So, dictaphone at the ready and with Metalmouth’s Foxicus Metallicus also appearing as my wing-man (I suspect I’m more Goose than Iceman), I settle down for a chat with JFAC guitarist and top chap Tony Sannicandro as we talk about politics, touring Japan, didgeridoos, understanding Sterling currency through American eyes, constructive cannibalism and whether or not I deserve a good kicking.
Metalmouth: Hey Tony, how are things?
JFAC: Yeah man, things are great.
So, you’re a third of the way through your European tour, how has it gone for the band?
JFAC: Good, good so far. The tour’s been a little bit longer, because we’re going to Russia after, so it really feels quite early in the dates.
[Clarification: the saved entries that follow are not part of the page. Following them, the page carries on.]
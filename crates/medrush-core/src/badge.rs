//! Status badge resolution.
//!
//! A pure lookup from a medicine's status to its localized label and one of
//! three fixed visual styles. No state transitions happen here.

use serde::{Deserialize, Serialize};

use medrush_contracts::medicine::MedicineStatus;

use crate::traits::Translations;

/// Visual category of a status badge.
#[derive(Debug, Clone, Copy, PartialEq, Eq, Hash, Serialize, Deserialize)]
#[serde(rename_all = "lowercase")]
pub enum BadgeStyle {
    Pending,
    Taken,
    Missed,
}

/// A resolved badge ready for display.
#[derive(Debug, Clone, PartialEq, Eq, Serialize, Deserialize)]
pub struct Badge {
    pub label: String,
    pub style: BadgeStyle,
}

/// Localized label for `status`.
///
/// Falls back to the raw status string when `table` has no entry for it.
pub fn resolve_label(status: MedicineStatus, table: &dyn Translations) -> String {
    table
        .lookup(status.as_str())
        .map(str::to_string)
        .unwrap_or_else(|| status.as_str().to_string())
}

pub fn badge_style(status: MedicineStatus) -> BadgeStyle {
    match status {
        MedicineStatus::Pending => BadgeStyle::Pending,
        MedicineStatus::Taken => BadgeStyle::Taken,
        MedicineStatus::Missed => BadgeStyle::Missed,
    }
}

pub fn resolve_badge(status: MedicineStatus, table: &dyn Translations) -> Badge {
    Badge {
        label: resolve_label(status, table),
        style: badge_style(status),
    }
}

#[cfg(test)]
mod tests {
    use std::collections::HashMap;

    use super::*;

    fn table(pairs: &[(&str, &str)]) -> HashMap<String, String> {
        pairs
            .iter()
            .map(|(k, v)| (k.to_string(), v.to_string()))
            .collect()
    }

    #[test]
    fn label_comes_from_table() {
        let t = table(&[("taken", "लिया गया"), ("missed", "छूट गया")]);
        assert_eq!(resolve_label(MedicineStatus::Taken, &t), "लिया गया");
        assert_eq!(resolve_label(MedicineStatus::Missed, &t), "छूट गया");
    }

    #[test]
    fn missing_translation_falls_back_to_raw_status() {
        let t = table(&[("taken", "Taken")]);
        assert_eq!(resolve_label(MedicineStatus::Pending, &t), "pending");
        assert_eq!(resolve_label(MedicineStatus::Missed, &HashMap::new()), "missed");
    }

    #[test]
    fn style_follows_status() {
        assert_eq!(badge_style(MedicineStatus::Pending), BadgeStyle::Pending);
        assert_eq!(badge_style(MedicineStatus::Taken), BadgeStyle::Taken);
        assert_eq!(badge_style(MedicineStatus::Missed), BadgeStyle::Missed);
    }
}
But sure, it’s been good because we know all the other bands, ther’s no ‘getting to know you bullshit, we’re all just playing and having a good time, so great!
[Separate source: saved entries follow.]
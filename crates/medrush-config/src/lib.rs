//! # medrush-config
//!
//! TOML-driven configuration for MedRush.
//!
//! Two documents are read at startup:
//!
//! - [`AppConfig`]: provider endpoints, call timings, dummy OTP, speech rate.
//!   Every field has a default.
//! - [`LocaleCatalog`]: UI strings per language. The built-in tables are
//!   compiled in; an override file may replace individual keys.
//!
//! ## Quick start
//!
//! ```rust,ignore
//! use std::path::Path;
//! use medrush_config::{AppConfig, LocaleCatalog};
//!
//! let config = AppConfig::from_file(Path::new("medrush.toml"))?;
//! let catalog = LocaleCatalog::load(&config)?;
//! ```

pub mod locale;
pub mod settings;

use medrush_contracts::error::MedRushResult;

pub use locale::{LocaleCatalog, LocaleTable, REQUIRED_KEYS};
pub use settings::{AppConfig, AuthSettings, CallSettings, ExtractionSettings, VoiceSettings};

impl LocaleCatalog {
    /// Built-in tables plus the override file named by `config`, if any.
    pub fn load(config: &AppConfig) -> MedRushResult<Self> {
        let mut catalog = Self::builtin()?;
        if let Some(path) = &config.locale_file {
            catalog.merge_file(path)?;
        }
        Ok(catalog)
    }
}
//! The call-simulation state machine.
//!
//! Cycle: `Idle → Incoming → Active → Idle`. Only one call exists per
//! session. Any event that is not valid from the current state is ignored,
//! so a second ring while a call is ringing or connected does nothing.
//!
//! Time is injected through `advance()`. The machine owns three timers:
//!
//!   ring   : armed by a successful extraction, rings after `ring_delay`
//!   speech : remaining playback, fires `SpeechDone` when it runs out
//!   grace  : armed by `SpeechDone`, hangs up after `grace_delay`
//!
//! Leaving `Active` by any route stops the elapsed counter and clears the
//! speech and grace timers, so nothing leaks into the next call.

use std::time::Duration;

use tracing::{debug, info};

use medrush_contracts::call::{CallEffect, CallEvent, CallState, CallTransition, RingSource};

/// Delays used by the call simulation.
#[derive(Debug, Clone, Copy, PartialEq, Eq)]
pub struct CallTimings {
    /// Pause between a successful extraction and the incoming ring.
    pub ring_delay: Duration,
    /// Pause between speech completion and the automatic hang-up.
    pub grace_delay: Duration,
}

impl Default for CallTimings {
    fn default() -> Self {
        Self {
            ring_delay: Duration::from_millis(1500),
            grace_delay: Duration::from_millis(2000),
        }
    }
}

const ONE_SECOND: Duration = Duration::from_secs(1);

/// Single-instance reminder call simulation.
#[derive(Debug, Clone)]
pub struct CallMachine {
    state: CallState,
    timings: CallTimings,
    ring_in: Option<Duration>,
    speech_left: Option<Duration>,
    grace_left: Option<Duration>,
    /// Time on the call not yet counted as a whole second.
    sub_second: Duration,
}

impl CallMachine {
    pub fn new(timings: CallTimings) -> Self {
        Self {
            state: CallState::Idle,
            timings,
            ring_in: None,
            speech_left: None,
            grace_left: None,
            sub_second: Duration::ZERO,
        }
    }

    pub fn state(&self) -> CallState {
        self.state
    }

    pub fn timings(&self) -> CallTimings {
        self.timings
    }

    /// True while an extraction-armed ring is waiting to fire.
    pub fn ring_pending(&self) -> bool {
        self.ring_in.is_some()
    }

    /// Schedule a ring after the configured delay.
    ///
    /// Returns false, arming nothing, unless the machine is idle with no ring
    /// already pending.
    pub fn arm_ring(&mut self) -> bool {
        if !self.state.is_idle() || self.ring_in.is_some() {
            debug!(state = self.state.name(), "ring not armed: call already in progress");
            return false;
        }
        debug!(delay_ms = self.timings.ring_delay.as_millis() as u64, "ring armed");
        self.ring_in = Some(self.timings.ring_delay);
        true
    }

    /// Record that speech playback started.
    ///
    /// `completes_after = None` means no completion signal will come; the
    /// call then ends only on hang-up. A zero duration completes at once.
    pub fn speech_started(&mut self, completes_after: Option<Duration>) -> Option<CallTransition> {
        if !matches!(self.state, CallState::Active { .. }) {
            return None;
        }
        match completes_after {
            Some(d) if d.is_zero() => Some(self.handle(CallEvent::SpeechDone)),
            other => {
                self.speech_left = other;
                None
            }
        }
    }

    /// Apply one event. Invalid events are returned as `Ignored`.
    pub fn handle(&mut self, event: CallEvent) -> CallTransition {
        let from = self.state;
        let (to, effects) = match (from, event) {
            (CallState::Idle, CallEvent::Ring(source)) => {
                self.ring_in = None;
                info!(source = ?source, "reminder call ringing");
                (CallState::Incoming, vec![])
            }
            (CallState::Incoming, CallEvent::Accept) => {
                self.sub_second = Duration::ZERO;
                (CallState::Active { elapsed_secs: 0 }, vec![CallEffect::StartSpeech])
            }
            (CallState::Incoming, CallEvent::Decline) => (CallState::Idle, vec![]),
            (CallState::Active { .. }, CallEvent::SpeechDone) => {
                self.speech_left = None;
                if self.grace_left.is_none() {
                    self.grace_left = Some(self.timings.grace_delay);
                }
                return CallTransition::Armed { state: from, event };
            }
            (CallState::Active { .. }, CallEvent::HangUp | CallEvent::GraceElapsed) => {
                (CallState::Idle, vec![])
            }
            _ => {
                debug!(state = from.name(), event = ?event, "call event ignored");
                return CallTransition::Ignored { state: from, event };
            }
        };

        if matches!(from, CallState::Active { .. }) {
            self.clear_active_timers();
        }
        self.state = to;
        info!(from = from.name(), to = to.name(), event = ?event, "call transition");
        CallTransition::Moved { from, to, effects }
    }

    /// Let `dt` pass, firing any timers that run out on the way.
    ///
    /// Timers are processed in deadline order, so one long step behaves the
    /// same as many short ones.
    pub fn advance(&mut self, dt: Duration) -> Vec<CallTransition> {
        let mut fired = Vec::new();
        let mut remaining = dt;
        loop {
            let step = self
                .next_deadline()
                .map_or(remaining, |deadline| deadline.min(remaining));
            self.elapse(step);
            remaining -= step;

            if let Some(transition) = self.fire_due() {
                fired.push(transition);
                continue;
            }
            if remaining.is_zero() {
                break;
            }
        }
        fired
    }

    /// Drop any call and pending ring, returning to `Idle`.
    pub fn reset(&mut self) {
        self.ring_in = None;
        self.clear_active_timers();
        self.state = CallState::Idle;
    }

    fn clear_active_timers(&mut self) {
        self.speech_left = None;
        self.grace_left = None;
        self.sub_second = Duration::ZERO;
    }

    fn next_deadline(&self) -> Option<Duration> {
        match self.state {
            CallState::Idle => self.ring_in,
            CallState::Incoming => None,
            CallState::Active { .. } => match (self.speech_left, self.grace_left) {
                (Some(a), Some(b)) => Some(a.min(b)),
                (a, b) => a.or(b),
            },
        }
    }

    fn elapse(&mut self, step: Duration) {
        match &mut self.state {
            CallState::Idle => {
                if let Some(ring) = self.ring_in.as_mut() {
                    *ring = ring.saturating_sub(step);
                }
            }
            CallState::Incoming => {}
            CallState::Active { elapsed_secs } => {
                self.sub_second += step;
                while self.sub_second >= ONE_SECOND {
                    self.sub_second -= ONE_SECOND;
                    *elapsed_secs += 1;
                }
                for timer in [&mut self.speech_left, &mut self.grace_left] {
                    if let Some(t) = timer.as_mut() {
                        *t = t.saturating_sub(step);
                    }
                }
            }
        }
    }

    fn fire_due(&mut self) -> Option<CallTransition> {
        let due = |t: Option<Duration>| t.is_some_and(|d| d.is_zero());
        match self.state {
            CallState::Idle if due(self.ring_in) => {
                Some(self.handle(CallEvent::Ring(RingSource::Extraction)))
            }
            CallState::Active { .. } if due(self.speech_left) => {
                Some(self.handle(CallEvent::SpeechDone))
            }
            CallState::Active { .. } if due(self.grace_left) => {
                Some(self.handle(CallEvent::GraceElapsed))
            }
            _ => None,
        }
    }
}

impl Default for CallMachine {
    fn default() -> Self {
        Self::new(CallTimings::default())
    }
}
Have you done the US leg of the Demonocracy tour? How did that go?
JFAC: Yeah, we’ve actually done a couple of tours, We haven’t done a headliner yet, well at least not a proper one, but we have been out there a few times supporting the CD. It’s been really positive so far.
Do you notice a difference between gigs and fans at home in the US, and over in the UK and Europe in general?
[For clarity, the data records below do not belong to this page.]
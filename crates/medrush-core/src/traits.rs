//! Collaborator traits for MedRush.
//!
//! Every volatile third-party integration sits behind a single-method trait
//! so adapters can be swapped without touching the classifier or the call
//! state machine:
//!
//! - `ExtractionProvider`: prescription image → raw JSON
//! - `ExtractionVerifier`: raw JSON → verified `ExtractionResult`
//! - `VoiceProvider`     : text → speech playback
//! - `CallOutProvider`   : request a real reminder call
//! - `IdentityProvider`  : phone OTP verification
//! - `PatientStore`      : users, patients, prescriptions
//! - `Translations`      : locale key → display string

use std::collections::HashMap;
use std::time::Duration;

use medrush_contracts::{
    error::MedRushResult,
    extraction::{ExtractionRequest, ExtractionResult},
    medicine::{Language, MedicineRecord, MedicineStatus},
    user::{Patient, PrescriptionRecord, UserProfile},
};

/// Reads a prescription image and returns the provider's raw JSON answer.
///
/// Implementations make exactly one attempt. Any failure, including a
/// timeout, is reported as `MedRushError::ExtractionFailed`.
pub trait ExtractionProvider: Send + Sync {
    fn extract(&self, request: &ExtractionRequest) -> MedRushResult<serde_json::Value>;
}

/// Turns raw extraction output into a verified result.
///
/// Malformed output is rejected as a whole; partial results are never
/// returned. Every medicine in a passing result has status `Pending`.
pub trait ExtractionVerifier: Send + Sync {
    fn verify(&self, raw: &serde_json::Value) -> MedRushResult<ExtractionResult>;
}

/// Outcome of starting speech playback.
#[derive(Debug, Clone, Copy, PartialEq, Eq, Default)]
pub struct Playback {
    /// When playback will signal completion. `None` means no completion
    /// signal will arrive.
    pub completes_after: Option<Duration>,
}

impl Playback {
    pub fn finishing_after(duration: Duration) -> Self {
        Self { completes_after: Some(duration) }
    }

    pub fn without_signal() -> Self {
        Self { completes_after: None }
    }
}

/// Converts text to audible speech.
pub trait VoiceProvider: Send + Sync {
    /// Start speaking `text` in `language`.
    ///
    /// An `Err` means playback could not start. Callers treat that the same
    /// as playback having finished.
    fn speak(&self, text: &str, language: Language) -> MedRushResult<Playback>;
}

/// Acknowledgement from a call-out provider.
#[derive(Debug, Clone, PartialEq, Eq)]
pub struct CallOutReceipt {
    /// Provider-reported status, e.g. "queued" or "not_implemented".
    pub status: String,
    pub message: String,
}

/// Places an outbound reminder call to a patient.
pub trait CallOutProvider: Send + Sync {
    fn call_out(&self, patient: &Patient, message: &str) -> MedRushResult<CallOutReceipt>;
}

/// Handle returned when an OTP has been sent.
#[derive(Debug, Clone, PartialEq, Eq)]
pub struct OtpChallenge {
    pub phone: String,
    /// Provider-side id of this verification attempt.
    pub verification_id: String,
}

/// Phone-number verification.
pub trait IdentityProvider: Send + Sync {
    fn send_otp(&self, phone: &str) -> MedRushResult<OtpChallenge>;

    /// Confirm `code` for `challenge`. Returns the verified user id.
    fn verify_otp(&self, challenge: &OtpChallenge, code: &str) -> MedRushResult<String>;
}

/// The document store holding users, patients, and prescriptions.
///
/// All methods take `&self`; implementations provide their own interior
/// synchronisation.
pub trait PatientStore: Send + Sync {
    /// Create or merge the user document for `profile.uid`.
    fn upsert_user(&self, profile: &UserProfile) -> MedRushResult<()>;

    /// Find the patient with `phone`, creating a default record if absent.
    /// Returns the patient id.
    fn get_or_create_patient(&self, phone: &str) -> MedRushResult<String>;

    fn patient(&self, patient_id: &str) -> MedRushResult<Patient>;

    /// Rename a patient.
    fn rename_patient(&self, patient_id: &str, name: &str) -> MedRushResult<()>;

    /// Add `caretaker_id` to the patient's caretakers (set semantics) and
    /// mark the patient as having a caretaker.
    fn link_caretaker(
        &self,
        patient_id: &str,
        caretaker_id: &str,
        relation: Option<&str>,
    ) -> MedRushResult<()>;

    fn link_nurse(&self, patient_id: &str, nurse_id: &str) -> MedRushResult<()>;

    fn unlink_caretaker(&self, patient_id: &str, caretaker_id: &str) -> MedRushResult<()>;

    fn unlink_nurse(&self, patient_id: &str, nurse_id: &str) -> MedRushResult<()>;

    /// Delete a patient and its prescription history.
    fn remove_patient(&self, patient_id: &str) -> MedRushResult<()>;

    fn patients_for_caretaker(&self, caretaker_id: &str) -> MedRushResult<Vec<Patient>>;

    fn patients_for_nurse(&self, nurse_id: &str) -> MedRushResult<Vec<Patient>>;

    /// Set the status of the medicine at `index` in the patient's current list.
    fn update_medicine_status(
        &self,
        patient_id: &str,
        index: usize,
        status: MedicineStatus,
    ) -> MedRushResult<()>;

    /// Store a content-addressed copy of a prescription image and return its
    /// reference.
    fn upload_image(&self, patient_id: &str, image: &[u8]) -> MedRushResult<String>;

    /// Append a prescription and make its medicines the patient's current list.
    fn store_prescription(
        &self,
        patient_id: &str,
        medicines: &[MedicineRecord],
        image_ref: Option<&str>,
    ) -> MedRushResult<PrescriptionRecord>;

    /// All prescriptions for a patient, newest first.
    fn patient_prescriptions(&self, patient_id: &str) -> MedRushResult<Vec<PrescriptionRecord>>;
}

/// A locale table: translation key → display string.
pub trait Translations {
    fn lookup(&self, key: &str) -> Option<&str>;
}

impl Translations for HashMap<String, String> {
    fn lookup(&self, key: &str) -> Option<&str> {
        self.get(key).map(String::as_str)
    }
}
JFAC: Umm, Europe’s a little different than the US. Not so much the UK, we’re pretty similar; pretty much people hanging out, drinking and having a good time. Europe’s sometimes a little more demure, maybe? Not always, that’s a kinda like a stereotype, but sometimes it’s true. Still people are cool and come out and support us, it’s not to say it’s a bad crowd, but it’s a little different.
How has the reception been to the new record, both as a new album and as live tracks?
JFAC: Good! We’ve been playing a handful of new tracks so far and they’ve all gone down pretty frikkin’ good. Obviously you get those people who wanna hear the stuff we’re not playing so much these days, there’s always a gaggle of idiots online who kinda suck, but mostly the crowd reception has been really really good. We’ve got three CD’s now and it’s kinda hard to fit it in, and it’s cool to play the new crud, try new stuff, you know?
Yeah, you always get that element of people online who say “yeah, I liked them, but they suck after their first demo”… metal elitist twats. Probably never even heard the early stuff, the people who are never gonna be happy, you know?
JFAC: Yeah, you get the hipsters, I know what you mean. But it’s not like the Metallica thing, you know, where it’s like the die hard people who don’t wanna hear anything past 1991, but that’s the internet, it’s… you just gotta avoid it. I don’t want to portray it really bad, because a majority of the fan stuff has been really, really good and really frikkin’ supportive.
Tony, yourself and Nick joined around a year or so ago, do you feel you’ve both added a new dimension and flavour to the JFAC sound, or even taken the band in a new direction?
JFAC: The first gig I did for JFAC was in November about two years ago, Nick was a little later than that, probably a year and a half. But yeah, we have a slightly different direction, a little more… I don’t wanna say ‘progressive’, because that’s become really hack to throw out there, kinda lazy, you know? But there is definite new element in there, it’s a lot faster in places, and a few more kinda melodic pieces in there maybe, I think that’s maybe come from me because I did record and write a lot of the stuff, Nick’s basslines are often a little different to what we’re playing, almost like a third guitar, which is cool, instead of him fuckin’ ‘riding over the root note’ or something stupid like that. He’s frikkin’ good, and we come together collectively and it’s been a little bit different because of the new people, myself included.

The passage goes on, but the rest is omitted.